The Kingdom of Morocco has always been a welcoming land for all religions while still honoring its own laws. The new Moroccan Constitution established in July 2011 reaffirms this principle: “Islam is the religion of the State, which guarantees for all the free exercice of faith.” The Constitution asserts that the King of Morocco is the Commander of the Faithful, and not only the commander of Muslims. This phrase represents what the Moroccan monarch embodies: a religious and pacific authority as well as a source of religious unity.

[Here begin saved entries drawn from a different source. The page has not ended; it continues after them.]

pub mod entity {
    pub type Index = usize;
    pub type GroupId = usize;

    pub type Score = f64;
}


pub mod assignment {
    use super::entity::{GroupId, Index};
    use crate::error::EvaluationError;

    /// Rounds × users grid of group ids, stored row-major.
    ///
    /// Row `r` is the partition of all users on round `r`; column `u` follows
    /// user `u` across rounds.
    #[derive(Debug, Clone, PartialEq, Eq, Hash)]
    pub struct Assignment {
        rows: usize,
        columns: usize,
        data: Vec<GroupId>,
    }

    impl Assignment {
        pub fn new(rows: usize, columns: usize, data: Vec<GroupId>) -> Result<Assignment, EvaluationError> {
            if rows.checked_mul(columns) != Some(data.len()) {
                return Err(EvaluationError::MalformedMatrix { rows, columns, len: data.len() });
            }
            Ok(Assignment { rows, columns, data })
        }

        pub fn from_rows<R: AsRef<[GroupId]>>(rows: &[R]) -> Result<Assignment, EvaluationError> {
            let columns = rows.first().map_or(0, |row| row.as_ref().len());
            let data: Vec<GroupId> = rows.iter().flat_map(|row| row.as_ref().iter().copied()).collect();
            Assignment::new(rows.len(), columns, data)
        }

        pub fn filled(rows: usize, columns: usize, group: GroupId) -> Result<Assignment, EvaluationError> {
            let len = rows.checked_mul(columns).ok_or(EvaluationError::MatrixTooLarge { rows, columns })?;
            Ok(Assignment { rows, columns, data: vec![group; len] })
        }

        pub fn rows(&self) -> usize {
            self.rows
        }

        pub fn columns(&self) -> usize {
            self.columns
        }

        /// Group ids of every user on round `row`, or `None` past the last round.
        pub fn row(&self, row: Index) -> Option<&[GroupId]> {
            if row >= self.rows {
                return None;
            }
            let start = row * self.columns;
            self.data.get(start..start + self.columns)
        }

        pub fn iter_rows(&self) -> impl Iterator<Item = &[GroupId]> + '_ {
            (0..self.rows).map(move |row| &self.data[row * self.columns..(row + 1) * self.columns])
        }

        pub fn get(&self, row: Index, column: Index) -> Option<GroupId> {
            self.row(row)?.get(column).copied()
        }

        /// Overwrites one cell and returns the previous group id.
        pub fn set(&mut self, row: Index, column: Index, group: GroupId) -> Option<GroupId> {
            if row >= self.rows || column >= self.columns {
                return None;
            }
            let cell = &mut self.data[row * self.columns + column];
            Some(std::mem::replace(cell, group))
        }
    }
}

pub mod condition {
    use serde::{Deserialize, Serialize};

    /// Per-term weights, ordered `[group sizes, meetings, foreigners?]`.
    #[derive(Debug, Clone, PartialEq, Serialize, Deserialize)]
    #[serde(transparent)]
    pub struct Weights(pub Vec<f64>);

    impl Weights {
        pub fn uniform(n_terms: usize) -> Weights {
            Weights(vec![1.0 / n_terms as f64; n_terms])
        }

        pub fn as_slice(&self) -> &[f64] {
            &self.0
        }

        pub fn len(&self) -> usize {
            self.0.len()
        }

        pub fn is_empty(&self) -> bool {
            self.0.is_empty()
        }
    }

    /// Construction-time settings of an [`Evaluator`](crate::evaluate::Evaluator).
    ///
    /// Loadable from JSON or any other serde format. `foreigners` holds one
    /// `0`/`1` flag per user; `alphas` falls back to uniform weights.
    #[derive(Debug, Clone, PartialEq, Serialize, Deserialize)]
    pub struct EvaluatorConfig {
        pub n_groups: usize,
        pub n_users: usize,
        #[serde(default, skip_serializing_if = "Option::is_none")]
        pub foreigners: Option<Vec<u8>>,
        #[serde(default, alias = "weights", skip_serializing_if = "Option::is_none")]
        pub alphas: Option<Vec<f64>>,
    }

    impl EvaluatorConfig {
        pub fn new(n_groups: usize, n_users: usize) -> EvaluatorConfig {
            EvaluatorConfig { n_groups, n_users, foreigners: None, alphas: None }
        }

        pub fn with_foreigners(mut self, foreigners: Vec<u8>) -> EvaluatorConfig {
            self.foreigners = Some(foreigners);
            self
        }

        pub fn with_alphas(mut self, alphas: Vec<f64>) -> EvaluatorConfig {
            self.alphas = Some(alphas);
            self
        }

        /// Number of error terms the aggregate will combine.
        pub fn n_terms(&self) -> usize {
            if self.foreigners.is_some() { 3 } else { 2 }
        }
    }
}


#[cfg(test)]
mod tests {
    use super::assignment::Assignment;
    use super::condition::{EvaluatorConfig, Weights};
    use crate::error::EvaluationError;

    #[test]
    fn rows_are_row_major_views() {
        let assignment = Assignment::new(2, 3, vec![0, 1, 1, 2, 2, 0]).unwrap();
        assert_eq!(assignment.row(0), Some(&[0, 1, 1][..]));
        assert_eq!(assignment.row(1), Some(&[2, 2, 0][..]));
        assert_eq!(assignment.row(2), None);
        assert_eq!(assignment.get(1, 2), Some(0));
        assert_eq!(assignment.get(0, 3), None);
        assert_eq!(assignment.iter_rows().count(), 2);
    }

    #[test]
    fn malformed_data_is_rejected() {
        assert_eq!(
            Assignment::new(2, 3, vec![0; 5]),
            Err(EvaluationError::MalformedMatrix { rows: 2, columns: 3, len: 5 })
        );
        assert_eq!(
            Assignment::from_rows(&[vec![0usize, 1], vec![1]]),
            Err(EvaluationError::MalformedMatrix { rows: 2, columns: 2, len: 3 })
        );
    }

    #[test]
    fn set_returns_previous_group() {
        let mut assignment = Assignment::filled(2, 2, 0).unwrap();
        assert_eq!(assignment.set(1, 1, 1), Some(0));
        assert_eq!(assignment.get(1, 1), Some(1));
        assert_eq!(assignment.set(2, 0, 1), None);
    }

    #[test]
    fn zero_width_rows_are_empty() {
        let assignment = Assignment::filled(3, 0, 0).unwrap();
        assert!(assignment.iter_rows().all(|row| row.is_empty()));
        assert_eq!(assignment.row(2), Some(&[][..]));
    }

    #[test]
    fn oversized_fill_is_rejected() {
        assert_eq!(
            Assignment::filled(usize::MAX, 2, 0),
            Err(EvaluationError::MatrixTooLarge { rows: usize::MAX, columns: 2 })
        );
    }

    #[test]
    fn uniform_weights_sum_to_one() {
        let weights = Weights::uniform(3);
        assert_eq!(weights.len(), 3);
        assert!(!weights.is_empty());
        assert!(Weights(vec![]).is_empty());
        assert!((weights.as_slice().iter().sum::<f64>() - 1.0).abs() < 1e-12);
        assert_eq!(EvaluatorConfig::new(2, 4).n_terms(), 2);
        assert_eq!(EvaluatorConfig::new(2, 4).with_foreigners(vec![0, 1, 0, 1]).n_terms(), 3);
    }
}
//! Who-met-whom over all rounds of an assignment.
//!
//! Two users have met when they share a group on at least one round. Every
//! user has met itself.

use std::collections::BTreeSet;

use itertools::Itertools;

use crate::model::assignment::Assignment;
use crate::model::entity::Index;

const WORD_BITS: usize = u64::BITS as usize;

/// One fixed-width bitset per user, packed into a single arena.
///
/// Bit `v` of user `u`'s set is on iff `u` and `v` shared a group on some round.
#[derive(Debug, Clone, PartialEq, Eq)]
pub struct MeetingSets {
    n_users: usize,
    words: usize,
    bits: Vec<u64>,
}

impl MeetingSets {
    /// Buckets users by group id on every round and unions each bucket into
    /// the sets of its members.
    pub fn new(assignment: &Assignment) -> MeetingSets {
        let n_users = assignment.columns();
        let words = n_users.div_ceil(WORD_BITS);
        let mut bits = vec![0u64; n_users * words];
        let mut mask = vec![0u64; words];

        for day in assignment.iter_rows() {
            let buckets = day.iter().enumerate().into_group_map_by(|&(_, &group)| group);
            for members in buckets.values() {
                mask.fill(0);
                for &(user, _) in members {
                    mask[user / WORD_BITS] |= 1 << (user % WORD_BITS);
                }
                for &(user, _) in members {
                    let set = &mut bits[user * words..(user + 1) * words];
                    set.iter_mut().zip(&mask).for_each(|(word, m)| *word |= m);
                }
            }
        }

        MeetingSets { n_users, words, bits }
    }

    pub fn n_users(&self) -> usize {
        self.n_users
    }

    /// Bitset of `user`; empty for users outside the assignment.
    fn set(&self, user: Index) -> &[u64] {
        if user >= self.n_users {
            return &[];
        }
        &self.bits[user * self.words..(user + 1) * self.words]
    }

    pub fn met(&self, user: Index, other: Index) -> bool {
        self.set(user)
            .get(other / WORD_BITS)
            .is_some_and(|word| word >> (other % WORD_BITS) & 1 == 1)
    }

    /// Size of `user`'s meeting set, itself included.
    pub fn count(&self, user: Index) -> usize {
        self.set(user).iter().map(|word| word.count_ones() as usize).sum()
    }

    /// Users `user` has met, in ascending order.
    pub fn members(&self, user: Index) -> impl Iterator<Item = Index> + '_ {
        self.set(user).iter().enumerate().flat_map(|(w, &word)| {
            (0..WORD_BITS)
                .filter(move |bit| word >> bit & 1 == 1)
                .map(move |bit| w * WORD_BITS + bit)
        })
    }

    /// Meeting set size over population size, per user.
    pub fn fractions(&self) -> Vec<f64> {
        (0..self.n_users)
            .map(|user| self.count(user) as f64 / self.n_users as f64)
            .collect()
    }
}

/// Reference algorithm: rescans every round for every user, O(rounds × users²).
///
/// Produces the same sets as [`MeetingSets::new`]; kept for cross-checking.
pub fn direct_meetings(assignment: &Assignment) -> Vec<BTreeSet<Index>> {
    (0..assignment.columns())
        .map(|current| {
            assignment
                .iter_rows()
                .flat_map(|day| day.iter().positions(move |group| *group == day[current]))
                .collect()
        })
        .collect()
}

The constitutional text thereby creates a sanctuary for millennial unity. Although the majority of the Moroccan population is Muslim, it has always lived in perfect harmony with all other religious groups. Christian foreigners and Moroccan Jews have reported that they are able to practice their faith under good conditions and without interruptions, with the exception of cases of outright proselytism.
The close proximity of churches, synagogues and mosques in some cities therefore comes as a shock to no one. The Kingdom prides itself on hundreds of Catholic, Protestant and Orthodox churches within its borders, a Museum of Moroccan Judaism (the only Jewish museum in the Arab world), numerous well-preserved synagogues, and, thanks to King Mohammed VI’s efforts, more than a hundred newly renovated Jewish cemeteries.

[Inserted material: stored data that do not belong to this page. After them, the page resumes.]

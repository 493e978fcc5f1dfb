//! # natpunch Discovery
//!
//! Peer discovery and NAT punchthrough for a single UDP socket.
//!
//! This crate provides:
//! - Bootstrap against the session and lobby services
//! - A peer directory that maps lobby members to candidate endpoints
//! - A periodic prober that pings every candidate (and keeps mappings warm)
//! - A passive inbound listener
//! - The punchthrough negotiator, driven by an external signaling service
//! - [`PunchSession`], which runs all of the above concurrently
//!
//! ## Example
//!
//! ```rust,no_run
//! use natpunch_discovery::{
//!     PunchSession, SessionConfig, SessionId, SessionServices, Shutdown,
//! };
//! use natpunch_transport::UdpChannel;
//!
//! # async fn example(services: SessionServices) -> Result<(), Box<dyn std::error::Error>> {
//! let channel = UdpChannel::bind("0.0.0.0:0".parse()?).await?;
//! let config = SessionConfig::new(SessionId::from("local-session"), "lobby-id");
//! let session = PunchSession::new(config, services, channel)?;
//!
//! let shutdown = Shutdown::new();
//! let report = session.run(shutdown.signal()).await?;
//! println!("Confirmed after {} attempts", report.path.attempts);
//! # Ok(())
//! # }
//! ```

#![warn(missing_docs)]
#![warn(clippy::all)]

pub mod bootstrap;
pub mod directory;
pub mod listener;
pub mod nat;
pub mod prober;
pub mod services;
pub mod session;
pub mod shutdown;
pub mod types;

pub use bootstrap::{BootstrapError, LobbySpec, authenticate, join_or_create_lobby};
pub use directory::{DiscoveryError, PeerDirectory};
pub use listener::{InboundEvent, InboundListener};
pub use nat::{
    ConfirmedPath, NegotiationProgress, NegotiationState, NegotiatorConfig, PunchError,
    PunchthroughNegotiator,
};
pub use prober::{ProbeReport, Prober};
pub use services::{LobbyService, ServiceError, ServiceResult, SessionService, SignalingService};
pub use session::{
    CompletionPolicy, PunchSession, SessionConfig, SessionError, SessionReport, SessionServices,
};
pub use shutdown::{Shutdown, ShutdownSignal};
pub use types::{
    AuthenticatedSession, Credentials, EndpointSet, Group, PeerSession, PunchMessage, SessionId,
};
//! Periodic peer probing.
//!
//! Every cycle takes a fresh directory snapshot and pings each candidate
//! endpoint from the shared channel. The pings double as NAT keep-alives.

use crate::directory::{DiscoveryError, PeerDirectory};
use crate::shutdown::ShutdownSignal;
use crate::types::{EndpointSet, SessionId};
use natpunch_transport::{Transport as _, UdpChannel};
use std::time::Duration;

/// Pause between probe cycles
pub const DEFAULT_PROBE_INTERVAL: Duration = Duration::from_secs(5);

/// Ping payload prefix, followed by the sender's session id
pub const PING_PREFIX: &str = "PING from ";

/// Build the ping payload for a session
#[must_use]
pub fn ping_payload(session_id: &SessionId) -> Vec<u8> {
    format!("{PING_PREFIX}{session_id}").into_bytes()
}

/// Extract the sender of a ping payload, if it is one
#[must_use]
pub fn parse_ping(payload: &[u8]) -> Option<SessionId> {
    let text = std::str::from_utf8(payload).ok()?;
    let id = text.strip_prefix(PING_PREFIX)?;
    if id.is_empty() {
        None
    } else {
        Some(SessionId::new(id))
    }
}

/// Outcome of one probe sweep
#[derive(Debug, Clone, Copy, Default, PartialEq, Eq)]
pub struct ProbeReport {
    /// Peers in the snapshot
    pub peers: usize,
    /// Pings handed to the socket
    pub pings_sent: usize,
    /// Pings dropped (unusable endpoint or send failure)
    pub pings_dropped: usize,
}

/// Discovery-and-ping loop
pub struct Prober {
    directory: PeerDirectory,
    channel: UdpChannel,
    session_id: SessionId,
    lobby_id: String,
    interval: Duration,
}

impl Prober {
    /// Create a prober for the local session in `lobby_id`
    #[must_use]
    pub fn new(
        directory: PeerDirectory,
        channel: UdpChannel,
        session_id: SessionId,
        lobby_id: impl Into<String>,
    ) -> Self {
        Self {
            directory,
            channel,
            session_id,
            lobby_id: lobby_id.into(),
            interval: DEFAULT_PROBE_INTERVAL,
        }
    }

    /// Override the pause between cycles
    #[must_use]
    pub fn with_interval(mut self, interval: Duration) -> Self {
        self.interval = interval;
        self
    }

    /// Run one discovery cycle and ping every endpoint found.
    ///
    /// # Errors
    ///
    /// Returns the discovery error if no snapshot could be taken; nothing is
    /// sent in that case.
    pub async fn sweep(&self) -> Result<ProbeReport, DiscoveryError> {
        let snapshot = self.directory.discover(&self.lobby_id).await?;
        Ok(self.ping_all(&snapshot).await)
    }

    async fn ping_all(&self, snapshot: &EndpointSet) -> ProbeReport {
        let payload = ping_payload(&self.session_id);
        let mut report = ProbeReport {
            peers: snapshot.len(),
            ..ProbeReport::default()
        };

        tracing::info!("Sending PING packets to all discovered endpoints...");
        for (peer, endpoint) in snapshot.pairs() {
            let dest = match endpoint.socket_addr() {
                Ok(dest) => dest,
                Err(e) => {
                    tracing::warn!("Skipping endpoint of session {peer}: {e}");
                    report.pings_dropped += 1;
                    continue;
                }
            };

            tracing::debug!("Sending PING to {endpoint}");
            if self.channel.send_best_effort(&payload, dest).await {
                report.pings_sent += 1;
            } else {
                report.pings_dropped += 1;
            }
        }

        report
    }

    /// Probe until shutdown or until the channel closes.
    ///
    /// A failed cycle is logged and retried after the normal interval.
    /// Returns the number of completed cycles.
    pub async fn run(self, mut shutdown: ShutdownSignal) -> u64 {
        let mut cycles = 0u64;

        while !shutdown.is_triggered() && !self.channel.is_closed() {
            let result = tokio::select! {
                biased;
                () = shutdown.recv() => break,
                result = self.sweep() => result,
            };

            match result {
                Ok(report) => tracing::debug!(
                    "Probe cycle {}: {} peers, {} pings sent, {} dropped",
                    cycles + 1,
                    report.peers,
                    report.pings_sent,
                    report.pings_dropped
                ),
                Err(e) => tracing::warn!("Probe cycle failed: {e}"),
            }
            cycles += 1;

            if !shutdown.sleep(self.interval).await {
                break;
            }
        }

        tracing::debug!("Prober stopped after {cycles} cycles");
        cycles
    }
}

Morocco is undoubtedly well aware that this religious unity is fragile; the kingdom sits within an unstable global context plagued by terrorist attacks from ISIS and other smaller terrorist groups in Europe, the Middle East and West Africa.
These conflicts are the reason that Morocco has chosen to adopt a “voluntarist” religious policy that promotes a more enlightened Islam. The creation of the Mohamed VI Foundation for African Religious Scholars and a center for research and training in interreligious relations are just two manifestations of Morocco’s tolerant religious policy.

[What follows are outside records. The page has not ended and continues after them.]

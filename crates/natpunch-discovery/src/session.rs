//! Punchthrough Session
//!
//! Runs the three units of a session (inbound listener, prober, negotiator)
//! concurrently over one shared [`UdpChannel`] and tears them down together.

use crate::directory::PeerDirectory;
use crate::listener::{InboundEvent, InboundListener};
use crate::nat::{
    ConfirmedPath, NegotiationProgress, NegotiatorConfig, PunchError, PunchthroughNegotiator,
};
use crate::prober::{DEFAULT_PROBE_INTERVAL, Prober};
use crate::services::{LobbyService, SignalingService};
use crate::shutdown::{Shutdown, ShutdownSignal};
use crate::types::SessionId;
use natpunch_transport::{Transport as _, TransportError, TransportStats, UdpChannel};
use std::fmt;
use std::str::FromStr;
use std::sync::Arc;
use std::time::Duration;
use thiserror::Error;
use tokio::sync::{mpsc, watch};

/// Session errors
#[derive(Debug, Error)]
pub enum SessionError {
    /// Negotiation was abandoned
    #[error(transparent)]
    Punch(#[from] PunchError),

    /// Channel setup failed
    #[error("Transport error: {0}")]
    Transport(#[from] TransportError),

    /// A unit task panicked
    #[error("Session unit failed: {0}")]
    Join(String),

    /// Unknown completion policy name
    #[error("Unknown completion policy: {0}")]
    InvalidPolicy(String),
}

/// What happens to the prober and listener once the negotiator confirms
#[derive(Debug, Clone, Copy, Default, PartialEq, Eq)]
pub enum CompletionPolicy {
    /// Stop every unit and close the channel
    #[default]
    StopAll,
    /// Keep discovering and listening until external shutdown
    KeepDiscovering,
}

impl fmt::Display for CompletionPolicy {
    fn fmt(&self, f: &mut fmt::Formatter<'_>) -> fmt::Result {
        match self {
            Self::StopAll => write!(f, "stop-all"),
            Self::KeepDiscovering => write!(f, "keep-discovering"),
        }
    }
}

impl FromStr for CompletionPolicy {
    type Err = SessionError;

    fn from_str(s: &str) -> Result<Self, Self::Err> {
        match s {
            "stop-all" => Ok(Self::StopAll),
            "keep-discovering" => Ok(Self::KeepDiscovering),
            other => Err(SessionError::InvalidPolicy(other.to_string())),
        }
    }
}

/// Session configuration
#[derive(Debug, Clone)]
pub struct SessionConfig {
    /// Local session identity
    pub session_id: SessionId,
    /// Lobby whose members are probed
    pub lobby_id: String,
    /// Pause between probe cycles
    pub probe_interval: Duration,
    /// Negotiator timing and retry policy
    pub negotiator: NegotiatorConfig,
    /// Behavior after confirmation
    pub policy: CompletionPolicy,
}

impl SessionConfig {
    /// Configuration with default timing
    #[must_use]
    pub fn new(session_id: SessionId, lobby_id: impl Into<String>) -> Self {
        Self {
            session_id,
            lobby_id: lobby_id.into(),
            probe_interval: DEFAULT_PROBE_INTERVAL,
            negotiator: NegotiatorConfig::default(),
            policy: CompletionPolicy::default(),
        }
    }
}

/// Remote services used by a session
#[derive(Clone)]
pub struct SessionServices {
    /// Lobby membership
    pub lobby: Arc<dyn LobbyService>,
    /// Punchthrough authority
    pub signaling: Arc<dyn SignalingService>,
}

/// Summary of a finished session
#[derive(Debug, Clone)]
pub struct SessionReport {
    /// The confirmed path
    pub path: ConfirmedPath,
    /// Completed probe cycles
    pub probe_cycles: u64,
    /// Non-empty datagrams received
    pub datagrams_received: u64,
    /// Channel statistics at shutdown
    pub stats: TransportStats,
}

/// One punchthrough session over a shared channel
pub struct PunchSession {
    policy: CompletionPolicy,
    channel: UdpChannel,
    negotiator: PunchthroughNegotiator,
    prober: Prober,
    listener: InboundListener,
    events: Option<mpsc::UnboundedReceiver<InboundEvent>>,
}

impl PunchSession {
    /// Assemble a session. Takes the channel's receive sequence.
    ///
    /// # Errors
    ///
    /// Returns `SessionError::Transport` if the channel's receive sequence
    /// is already in use.
    pub fn new(
        config: SessionConfig,
        services: SessionServices,
        channel: UdpChannel,
    ) -> Result<Self, SessionError> {
        let (listener, events) = InboundListener::new(&channel)?;

        let directory = PeerDirectory::new(services.lobby, services.signaling.clone());
        let prober = Prober::new(
            directory,
            channel.clone(),
            config.session_id.clone(),
            config.lobby_id,
        )
        .with_interval(config.probe_interval);

        let negotiator = PunchthroughNegotiator::new(
            services.signaling,
            channel.clone(),
            config.session_id,
            config.negotiator,
        );

        Ok(Self {
            policy: config.policy,
            channel,
            negotiator,
            prober,
            listener,
            events: Some(events),
        })
    }

    /// Take the inbound event stream (available once)
    pub fn take_events(&mut self) -> Option<mpsc::UnboundedReceiver<InboundEvent>> {
        self.events.take()
    }

    /// Subscribe to negotiation progress
    #[must_use]
    pub fn progress(&self) -> watch::Receiver<NegotiationProgress> {
        self.negotiator.subscribe()
    }

    /// The shared channel
    #[must_use]
    pub fn channel(&self) -> &UdpChannel {
        &self.channel
    }

    /// Run all units until the session ends.
    ///
    /// The channel is closed before this returns, whatever the outcome.
    ///
    /// # Errors
    ///
    /// Returns `SessionError::Punch` if the negotiation is abandoned
    /// (including cancellation through `shutdown`), or `SessionError::Join`
    /// if a unit task panicked.
    pub async fn run(self, shutdown: ShutdownSignal) -> Result<SessionReport, SessionError> {
        let Self {
            policy,
            channel,
            negotiator,
            prober,
            listener,
            events: _,
        } = self;

        let units = Shutdown::new();
        let forward = {
            let units = units.clone();
            let mut external = shutdown.clone();
            tokio::spawn(async move {
                external.recv().await;
                units.trigger();
            })
        };

        let listener_task = tokio::spawn(listener.run());
        let prober_task = tokio::spawn(prober.run(units.signal()));

        let outcome = negotiator.negotiate(shutdown.clone()).await;

        if outcome.is_ok() && policy == CompletionPolicy::KeepDiscovering {
            tracing::info!("Direct path confirmed; discovery continues until shutdown");
            units.signal().recv().await;
        }

        units.trigger();
        forward.abort();
        if let Err(e) = channel.close().await {
            tracing::warn!("Error closing channel: {e}");
        }

        let probe_cycles = prober_task
            .await
            .map_err(|e| SessionError::Join(e.to_string()))?;
        let datagrams_received = listener_task
            .await
            .map_err(|e| SessionError::Join(e.to_string()))?;

        let path = outcome?;
        Ok(SessionReport {
            path,
            probe_cycles,
            datagrams_received,
            stats: channel.stats(),
        })
    }
}

#[cfg(test)]
mod tests {
    use super::*;

    #[test]
    fn test_policy_parse_and_display() {
        assert_eq!(
            "stop-all".parse::<CompletionPolicy>().unwrap(),
            CompletionPolicy::StopAll
        );
        assert_eq!(
            "keep-discovering".parse::<CompletionPolicy>().unwrap(),
            CompletionPolicy::KeepDiscovering
        );
        assert!(matches!(
            "forever".parse::<CompletionPolicy>(),
            Err(SessionError::InvalidPolicy(_))
        ));

        for policy in [CompletionPolicy::StopAll, CompletionPolicy::KeepDiscovering] {
            assert_eq!(policy.to_string().parse::<CompletionPolicy>().unwrap(), policy);
        }
    }

    #[test]
    fn test_session_config_defaults() {
        let config = SessionConfig::new(SessionId::from("me"), "lobby-1");
        assert_eq!(config.probe_interval, Duration::from_secs(5));
        assert_eq!(config.negotiator, NegotiatorConfig::default());
        assert_eq!(config.policy, CompletionPolicy::StopAll);
        assert_eq!(config.lobby_id, "lobby-1");
    }

    #[test]
    fn test_session_error_display() {
        let err = SessionError::from(PunchError::Cancelled);
        assert_eq!(err.to_string(), "Negotiation cancelled");

        let err = SessionError::InvalidPolicy("x".to_string());
        assert_eq!(err.to_string(), "Unknown completion policy: x");
    }
}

To this day, Morocco is the sole model of Islamic instruction to be considered a middle ground alternative to the purist and dogmatic approach preached by jihadist groups and certain influential centers in the Middle East.
Furthermore, following cooperation agreements between Morocco and other countries, many imams and preachers have come from Sub-Saharan Africa and Europe, particularly from France, to attend theological training in Rabat that teaches tolerance and opennesss; the educational tools used there have been adapted for religious education on the internet as well.
The Kingdom is not hesitant to dispatch prominent clerics to run conferences in French, European and Sub-Saharan mosques. By leveraging both its security policy and religious diplomacy, Morocco hopes to build a link between spirituality and moderation so that young believers may find a true alternative to the jihadist cause. These efforts are the Kingdom’s main contribution to the global war against terrorism.
Translated by Rania Tazi
Mr. Lahcen Haddad is Morocco’s Minister of Tourism.